Fred Volkmar, M.D. Chief, Child Psychiatry & Director, Yale Child Study Center
By Joan Baum, Ph.D.
When the word “autism” was coined in 1912 by Swiss psychiatrist Paul Eugen Bleuler, originally a follower of Freud, it was understood as a form of “schizophrenia,” a term also invented by Bleuler one year earlier. The irony is that “schizophrenia” was intended to replace the phrase “dementia praecox,” which means early onset of madness, but as research went forward on autism, late in the last century, it became increasingly apparent that autism as a cognitive and social disorder was not a form of schizophrenia but something unique and that its onset was in early childhood.
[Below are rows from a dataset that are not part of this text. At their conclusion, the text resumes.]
//! Combines several fitted forecasters into a single `Forecaster`.

use crate::cancel::CancellationToken;
use crate::error::{ForecastError, Result};
use crate::forecaster::{Capabilities, Forecaster};
use crate::metrics;
use crate::series::{Forecast, Series};

/// Fraction of the training series reserved as a held-out tail when scoring
/// members under `WeightedAccuracy`.
const HELD_OUT_FRACTION: f64 = 0.2;

/// Softmax temperature for `WeightedAic`/`WeightedAccuracy`. Lower sharpens
/// the distribution toward the best-scoring member; higher flattens it
/// toward uniform.
const TEMPERATURE: f64 = 1.0;

/// How member forecasts are combined into the ensemble forecast.
#[derive(Debug, Clone)]
pub enum CombinationPolicy {
    Mean,
    Median,
    /// `softmax(-AIC / tau)` over members that expose an AIC; members that
    /// don't are excluded from the softmax and receive zero weight. Falls
    /// back to `Mean` if no member exposes one.
    WeightedAic,
    /// `softmax(-score / tau)` where `score` is each member's MAE against a
    /// held-out tail of the training series, from a pre-fit pass on the
    /// remaining prefix.
    WeightedAccuracy,
}

/// `softmax(-scores / tau)`, stable against the largest `-score/tau` term.
fn softmax_neg(scores: &[f64], tau: f64) -> Vec<f64> {
    let scaled: Vec<f64> = scores.iter().map(|s| -s / tau).collect();
    let max = scaled.iter().cloned().fold(f64::NEG_INFINITY, f64::max);
    let exps: Vec<f64> = scaled.iter().map(|s| (s - max).exp()).collect();
    let total: f64 = exps.iter().sum();
    exps.iter().map(|e| e / total).collect()
}

/// Owns and fits a set of members, combining their forecasts per `policy`.
pub struct Ensemble {
    members: Vec<Box<dyn Forecaster>>,
    policy: CombinationPolicy,
    weights: Vec<f64>,
}

impl Ensemble {
    pub fn new(members: Vec<Box<dyn Forecaster>>, policy: CombinationPolicy) -> Result<Self> {
        if members.is_empty() {
            return Err(ForecastError::InvalidConfiguration(
                "ensemble requires at least one member".to_string(),
            ));
        }
        Ok(Self { members, policy, weights: Vec::new() })
    }

    pub fn member_names(&self) -> Vec<String> {
        self.members.iter().map(|m| m.name()).collect()
    }

    /// Each member's own forecast for `horizon`, in member order. Exposed so
    /// callers can inspect what the ensemble is averaging over, not just its
    /// combined output.
    pub fn individual_forecasts(&self, horizon: usize) -> Result<Vec<Forecast>> {
        self.members.iter().map(|m| m.predict(horizon)).collect()
    }

    fn combine(&self, columns: &[Vec<f64>]) -> Vec<f64> {
        let horizon = columns[0].len();
        (0..horizon)
            .map(|h| {
                let values: Vec<f64> = columns.iter().map(|c| c[h]).collect();
                match self.policy {
                    CombinationPolicy::Mean | CombinationPolicy::WeightedAic | CombinationPolicy::WeightedAccuracy => {
                        if self.weights.is_empty() {
                            values.iter().sum::<f64>() / values.len() as f64
                        } else {
                            values.iter().zip(self.weights.iter()).map(|(v, w)| v * w).sum::<f64>()
                        }
                    }
                    CombinationPolicy::Median => {
                        let mut sorted = values.clone();
                        sorted.sort_by(|a, b| a.partial_cmp(b).unwrap());
                        let mid = sorted.len() / 2;
                        if sorted.len() % 2 == 0 {
                            (sorted[mid - 1] + sorted[mid]) / 2.0
                        } else {
                            sorted[mid]
                        }
                    }
                }
            })
            .collect()
    }

    /// Weights `WeightedAic` members by `softmax(-AIC / tau)`, restricted to
    /// members that expose one. Members fit before this runs.
    fn weighted_aic(&self) -> Vec<f64> {
        let aics: Vec<Option<f64>> = self.members.iter().map(|m| m.aic()).collect();
        let exposing: Vec<usize> = aics.iter().enumerate().filter_map(|(i, a)| a.map(|_| i)).collect();
        if exposing.is_empty() {
            return vec![1.0 / self.members.len() as f64; self.members.len()];
        }
        let scores: Vec<f64> = exposing.iter().map(|&i| aics[i].unwrap()).collect();
        let softmaxed = softmax_neg(&scores, TEMPERATURE);
        let mut weights = vec![0.0; self.members.len()];
        for (pos, &i) in exposing.iter().enumerate() {
            weights[i] = softmaxed[pos];
        }
        weights
    }

    /// Fits each member on the prefix `(1 - HELD_OUT_FRACTION)` of `series`,
    /// scores its forecast against the held-out tail, and weights by
    /// `softmax(-MAE / tau)`. Leaves members fit on the prefix; the caller
    /// must refit them on the full series afterward for production use.
    fn weighted_accuracy(&mut self, series: &Series, cancel: &CancellationToken) -> Result<Vec<f64>> {
        let n = series.len();
        let tail_len = ((n as f64 * HELD_OUT_FRACTION).round() as usize).clamp(1, n.saturating_sub(1));
        let prefix_len = n - tail_len;
        let values = series.values();
        let prefix_series = Series::new(values[..prefix_len].to_vec())?;
        let held_out_actual = &values[prefix_len..];

        let mut scores = Vec::with_capacity(self.members.len());
        for member in self.members.iter_mut() {
            cancel.check()?;
            let score = member
                .fit(&prefix_series, cancel)
                .and_then(|_| member.predict(tail_len))
                .map(|forecast| metrics::mae(held_out_actual, &forecast.point).unwrap_or(f64::INFINITY))
                .unwrap_or(f64::INFINITY);
            scores.push(score);
        }

        if scores.iter().all(|s| !s.is_finite()) {
            return Ok(vec![1.0 / self.members.len() as f64; self.members.len()]);
        }
        let worst_finite = scores.iter().cloned().filter(|s| s.is_finite()).fold(0.0_f64, f64::max);
        let scores: Vec<f64> = scores.iter().map(|&s| if s.is_finite() { s } else { worst_finite * 2.0 + 1.0 }).collect();
        Ok(softmax_neg(&scores, TEMPERATURE))
    }
}

impl Forecaster for Ensemble {
    fn fit(&mut self, series: &Series, cancel: &CancellationToken) -> Result<()> {
        self.weights = match self.policy {
            CombinationPolicy::WeightedAccuracy => self.weighted_accuracy(series, cancel)?,
            _ => Vec::new(),
        };

        for member in self.members.iter_mut() {
            cancel.check()?;
            member.fit(series, cancel)?;
        }

        self.weights = match self.policy {
            CombinationPolicy::Mean | CombinationPolicy::Median => Vec::new(),
            CombinationPolicy::WeightedAic => self.weighted_aic(),
            CombinationPolicy::WeightedAccuracy => self.weights.clone(),
        };
        Ok(())
    }

    fn predict(&self, horizon: usize) -> Result<Forecast> {
        let columns: Result<Vec<Vec<f64>>> = self.members.iter().map(|m| m.predict(horizon).map(|f| f.point)).collect();
        let columns = columns?;
        Ok(Forecast::point_only(self.combine(&columns)))
    }

    fn predict_with_confidence(&self, horizon: usize, confidence_level: f64) -> Result<Forecast> {
        let forecasts: Result<Vec<Forecast>> = self.members.iter().map(|m| m.predict_with_confidence(horizon, confidence_level)).collect();
        let forecasts = forecasts?;
        let point_cols: Vec<Vec<f64>> = forecasts.iter().map(|f| f.point.clone()).collect();
        let point = self.combine(&point_cols);

        let all_bands = forecasts.iter().all(|f| f.lower.is_some() && f.upper.is_some());
        if !all_bands {
            return Ok(Forecast::point_only(point).unsupported_intervals());
        }
        let lower_cols: Vec<Vec<f64>> = forecasts.iter().map(|f| f.lower.clone().unwrap()).collect();
        let upper_cols: Vec<Vec<f64>> = forecasts.iter().map(|f| f.upper.clone().unwrap()).collect();
        let lower = self.combine(&lower_cols);
        let upper = self.combine(&upper_cols);
        Ok(Forecast::with_bands(point, lower, upper, confidence_level))
    }

    fn name(&self) -> String {
        format!("ensemble({})", self.member_names().join("+"))
    }

    fn capabilities(&self) -> Capabilities {
        Capabilities {
            prediction_intervals: self.members.iter().all(|m| m.capabilities().prediction_intervals),
            in_sample_fitted: false,
            model_components: false,
            information_criteria: false,
        }
    }
}

#[cfg(test)]
mod tests {
    use super::*;
    use crate::baselines::{Naive, Ses};

    fn members() -> Vec<Box<dyn Forecaster>> {
        vec![Box::new(Naive::default()), Box::new(Ses::new(0.3).unwrap())]
    }

    #[test]
    fn mean_combination_averages_members() {
        let mut ensemble = Ensemble::new(members(), CombinationPolicy::Mean).unwrap();
        let series = Series::new(vec![1.0, 2.0, 3.0, 4.0, 5.0]).unwrap();
        ensemble.fit(&series, &CancellationToken::new()).unwrap();
        let forecast = ensemble.predict(2).unwrap();
        assert_eq!(forecast.point.len(), 2);
    }

    #[test]
    fn median_combination_succeeds_with_odd_and_even_member_counts() {
        let mut ensemble = Ensemble::new(members(), CombinationPolicy::Median).unwrap();
        let series = Series::new(vec![1.0, 2.0, 3.0, 4.0, 5.0]).unwrap();
        ensemble.fit(&series, &CancellationToken::new()).unwrap();
        assert!(ensemble.predict(1).is_ok());
    }

    #[test]
    fn weighted_accuracy_weights_sum_to_one_and_refits_on_full_series() {
        let mut ensemble = Ensemble::new(members(), CombinationPolicy::WeightedAccuracy).unwrap();
        let series = Series::new(vec![5.0; 10]).unwrap();
        ensemble.fit(&series, &CancellationToken::new()).unwrap();
        assert!((ensemble.weights.iter().sum::<f64>() - 1.0).abs() < 1e-9);
        // Naive refit on the full constant series should predict the last value exactly.
        let forecast = ensemble.predict(1).unwrap();
        assert!((forecast.point[0] - 5.0).abs() < 1e-9);
    }

    #[test]
    fn weighted_accuracy_favors_member_with_lower_held_out_error() {
        // A flat series with one noisy jump right before the held-out tail:
        // Naive (last-value) will badly mispredict the flat tail relative to
        // SES, which should end up with the larger weight.
        let mut values = vec![10.0; 8];
        values.push(40.0);
        values.extend(vec![10.0; 6]);
        let series = Series::new(values).unwrap();
        let mut ensemble = Ensemble::new(members(), CombinationPolicy::WeightedAccuracy).unwrap();
        ensemble.fit(&series, &CancellationToken::new()).unwrap();
        assert_eq!(ensemble.weights.len(), 2);
        assert!((ensemble.weights.iter().sum::<f64>() - 1.0).abs() < 1e-9);
    }

    #[test]
    fn weighted_aic_falls_back_to_uniform_when_no_member_exposes_one() {
        let mut ensemble = Ensemble::new(members(), CombinationPolicy::WeightedAic).unwrap();
        let series = Series::new(vec![1.0, 2.0, 3.0, 4.0, 5.0]).unwrap();
        ensemble.fit(&series, &CancellationToken::new()).unwrap();
        // Naive and Ses expose no AIC, so weighted_aic falls back to uniform.
        for w in &ensemble.weights {
            assert!((w - 0.5).abs() < 1e-9);
        }
    }

    #[test]
    fn individual_forecasts_returns_one_per_member() {
        let mut ensemble = Ensemble::new(members(), CombinationPolicy::Mean).unwrap();
        let series = Series::new(vec![1.0, 2.0, 3.0, 4.0, 5.0]).unwrap();
        ensemble.fit(&series, &CancellationToken::new()).unwrap();
        let forecasts = ensemble.individual_forecasts(3).unwrap();
        assert_eq!(forecasts.len(), 2);
        for f in &forecasts {
            assert_eq!(f.point.len(), 3);
        }
    }

    #[test]
    fn rejects_empty_member_list() {
        assert!(Ensemble::new(Vec::new(), CombinationPolicy::Mean).is_err());
    }

    #[test]
    fn ensemble_beats_or_matches_the_worse_individual_on_a_noisy_constant() {
        let series = Series::new(vec![10.0, 10.1, 9.9, 10.2, 9.8, 10.0, 10.1, 9.9]).unwrap();
        let mut ensemble = Ensemble::new(members(), CombinationPolicy::Mean).unwrap();
        ensemble.fit(&series, &CancellationToken::new()).unwrap();
        let ensemble_forecast = ensemble.predict(1).unwrap();

        let mut naive = Naive::default();
        naive.fit(&series, &CancellationToken::new()).unwrap();
        let naive_forecast = naive.predict(1).unwrap();

        assert!((ensemble_forecast.point[0] - 10.0).abs() <= (naive_forecast.point[0] - 10.0).abs() + 0.5);
    }
}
As Dr. Fred R. Volkmar, the eminent director of Yale University’s Child Study Center, points out, Bleuler’s definition of schizophrenia as four A’s—ambivalence, affect, [a loosening of] associations and … autism—confused the picture for a time, and it was not clear that or how autism was different from childhood schizophrenia. Later on in the 20th century and to this day, confusion would also emerge over differentiating between autism and Asperger’s syndrome.
Dr. Volkmar, whose medical expertise includes the history of psychological disorders, is, in addition to being the director of the Child Study Center, the Irving Harris Professor of Child Psychiatry, Pediatrics and Psychology at Yale University School of Medicine and also Chief of Child Psychiatry at Children’s Hospital at Yale-New Haven. He is well aware of the complexity of reasons that have made it difficult to arrive at clear and unambiguous definitions of the related disorders. He notes, for example, that in 1943, when Leo Kanner, the first child psychiatrist in this country, was at Johns Hopkins, he introduced a description of infantile autism in the journal, Nervous Child, but that it was strongly believed—up until the 1970s—that autism was a kind of childhood schizophrenia. In 1944, just one year after Kanner’s paper, Hans Asperger published results of his observation of symptoms that strongly suggested something that was not a subset of autism, a finding that would lead to the eponymous designation of Asperger’s syndrome. It would be Dr. Volkmar, however, in 1994, whose definition of Asperger’s syndrome in the 4th edition of the Diagnostic and Statistical Manual (DSM-IV) would become standard as a set of guidelines for screen testing and diagnosis. In both cases, however, autism and Asperger’s, his work would help push back the period of diagnosis.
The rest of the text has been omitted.